Wieviele selbständige Fürstenthümer am Kilimandscharo andauernd existirt haben oder noch existiren, läßt sich aus den verschiedenen Reiseberichten nicht sicher entnehmen. Mit einiger Bestimmtheit kann man gegenwärtig vier unabhängige Staaten nennen: Madschama, Moschi, Marangu und Rombo. Jeder Staat hat seinen König, Mangi; er ist unumschränkter Herr des Landes und des Volkes; selbst über die Ehen verfügt er. Er ruft alle Jünglinge und Männer, die waffenfähig sind, zusammen und überfällt bei günstiger Gelegenheit die Nachbarn. Doch ist er durch die Sitte gezwungen, bei kriegerischen Unternehmungen den Rath der Aeltesten anzuhören, die Siegesbeute und auch den Tribut der Karavanen mit seinem Volke zu theilen.

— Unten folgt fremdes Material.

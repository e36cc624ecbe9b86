//! # Joint table
//!
//! Servo ids of every joint of the robot. Left side joints have odd ids and their right side
//! counterpart is always the next even id.

// ------------------------------------------------------------------------------------------------
// STRUCTS
// ------------------------------------------------------------------------------------------------

/// The bus id of a joint servo.
#[derive(Debug, Clone, Copy, PartialEq, Eq, PartialOrd, Ord, Hash)]
pub struct JointId(pub u8);

// ------------------------------------------------------------------------------------------------
// CONSTANTS
// ------------------------------------------------------------------------------------------------

/// Highest joint id in use. Id 0 is reserved.
pub const MAX_JOINT_ID: u8 = 22;

/// Number of slots in a per-joint array, including the reserved slot 0.
pub const NUM_JOINT_SLOTS: usize = MAX_JOINT_ID as usize + 1;

pub const HEAD: JointId = JointId(1);
pub const WAIST: JointId = JointId(2);

pub const L_SHLDR_P: JointId = JointId(3);
pub const R_SHLDR_P: JointId = JointId(4);
pub const L_SHLDR_R: JointId = JointId(5);
pub const R_SHLDR_R: JointId = JointId(6);
pub const L_ELBW_Y: JointId = JointId(7);
pub const R_ELBW_Y: JointId = JointId(8);
pub const L_ELBW_P: JointId = JointId(9);
pub const R_ELBW_P: JointId = JointId(10);

pub const L_THIGH_Y: JointId = JointId(11);
pub const R_THIGH_Y: JointId = JointId(12);
pub const L_THIGH_R: JointId = JointId(13);
pub const R_THIGH_R: JointId = JointId(14);
pub const L_THIGH_P: JointId = JointId(15);
pub const R_THIGH_P: JointId = JointId(16);
pub const L_KNEE: JointId = JointId(17);
pub const R_KNEE: JointId = JointId(18);
pub const L_FOOT_P: JointId = JointId(19);
pub const R_FOOT_P: JointId = JointId(20);
pub const L_FOOT_R: JointId = JointId(21);
pub const R_FOOT_R: JointId = JointId(22);

/// Joint sent in every dispatched command, whatever its angle.
pub const ALWAYS_SENT: JointId = HEAD;

/// Left/right joint pairs swapped by the mirror transform, as `(left, right)`.
///
/// Head and waist sit on the centre line and aren't mirrored.
pub const MIRROR_PAIRS: [(JointId, JointId); 10] = [
    (L_SHLDR_P, R_SHLDR_P),
    (L_SHLDR_R, R_SHLDR_R),
    (L_ELBW_Y, R_ELBW_Y),
    (L_ELBW_P, R_ELBW_P),
    (L_THIGH_Y, R_THIGH_Y),
    (L_THIGH_R, R_THIGH_R),
    (L_THIGH_P, R_THIGH_P),
    (L_KNEE, R_KNEE),
    (L_FOOT_P, R_FOOT_P),
    (L_FOOT_R, R_FOOT_R),
];

// ------------------------------------------------------------------------------------------------
// IMPLS
// ------------------------------------------------------------------------------------------------

impl JointId {
    /// Iterate over every valid joint id in ascending order.
    pub fn all() -> impl Iterator<Item = JointId> {
        (1..=MAX_JOINT_ID).map(JointId)
    }

    /// Slot of this joint in a per-joint array.
    pub fn index(self) -> usize {
        self.0 as usize
    }
}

Die Gemeinden von Taveta, Kahe und Klein-Aruscha besitzen eigene Häuptlinge und sind voneinander und von den Nachbarstämmen politisch unabhängig.
Schlußbetrachtung.
Das Kilimandscharo-Gebiet liefert alle Nahrungsbedürfnisse in reichlichster Fülle: Getreide, Gemüse und Bananen von ganz besonderer Güte; Milch, Honig; Rinder, Schafe, Fische; in geringerer Menge Zuckerrohr und Taback.
Da das Land schwach bevölkert ist, so kann durch vermehrten Ackerbau die Production gesteigert werden.
Exportirt werden hauptsächlich Elfenbein, auch Straußenfedern. Der Wildreichthum bietet in Bezug auf Erwerb werthvoller Häute die lohnendsten Aussichten.
Als Importwaaren werden gesucht: Baumwollzeuge, Messing- und Eisendraht; weiße, rothe und blaue Perlen.
Zu europäischen Niederlassungen mit Negerarbeit eignen sich Klein-Aruscha, Kahe, Taveta, Rombo und die von der offenen Ebene direct erreichbaren Dschagga-Landschaften Marangu, Moschi und Madschama. Der Verkehr längs oder am Fuße der Gebirgsterrasse ist wegen der tiefeingerissenen Flußthäler und des Sumpfwaldes sehr erschwert.
Die Production über den Localbedarf und zum Zwecke des Exports findet zur Zeit zwei wesentliche Hindernisse: die Entfernung von der Küste und den Mangel an Arbeitern. Der Weg von Taveta nach Mombas, durch eine wasserlose Steppe führend, beträgt 250 km oder 14–18 Tagemärsche der Karavanen; die mit Wasser und Lebensmitteln besser versorgte Route von Taveta längs der Berge von Pare und Usambara nach Pangani beträgt über 300 km oder 21–24 Tagemärsche; zur Regenzeit ist sie streckenweise wegen der Ueberschwemmungen ungangbar. Den Fluß Pangani als Wasserstraße zu benutzen, ist wegen der Stromschnellen unmöglich.
Der Mangel an Arbeitern beruht auf der Unlust der Wadschagga, auch nur kurze Zeit ihrem kriegerischen Faulenzerleben zu entsagen. Daß die zum Ackerbau geneigteren Wakuafi bei der Aussicht auf Erwerb und bei zunehmender Sicherheit von Person und Eigenthum zur Einwanderung in größerer Menge sich bewegen ließen, ist nicht unwahrscheinlich, doch eine bisjetzt noch nicht praktisch erprobte Lösung der Arbeiterfrage.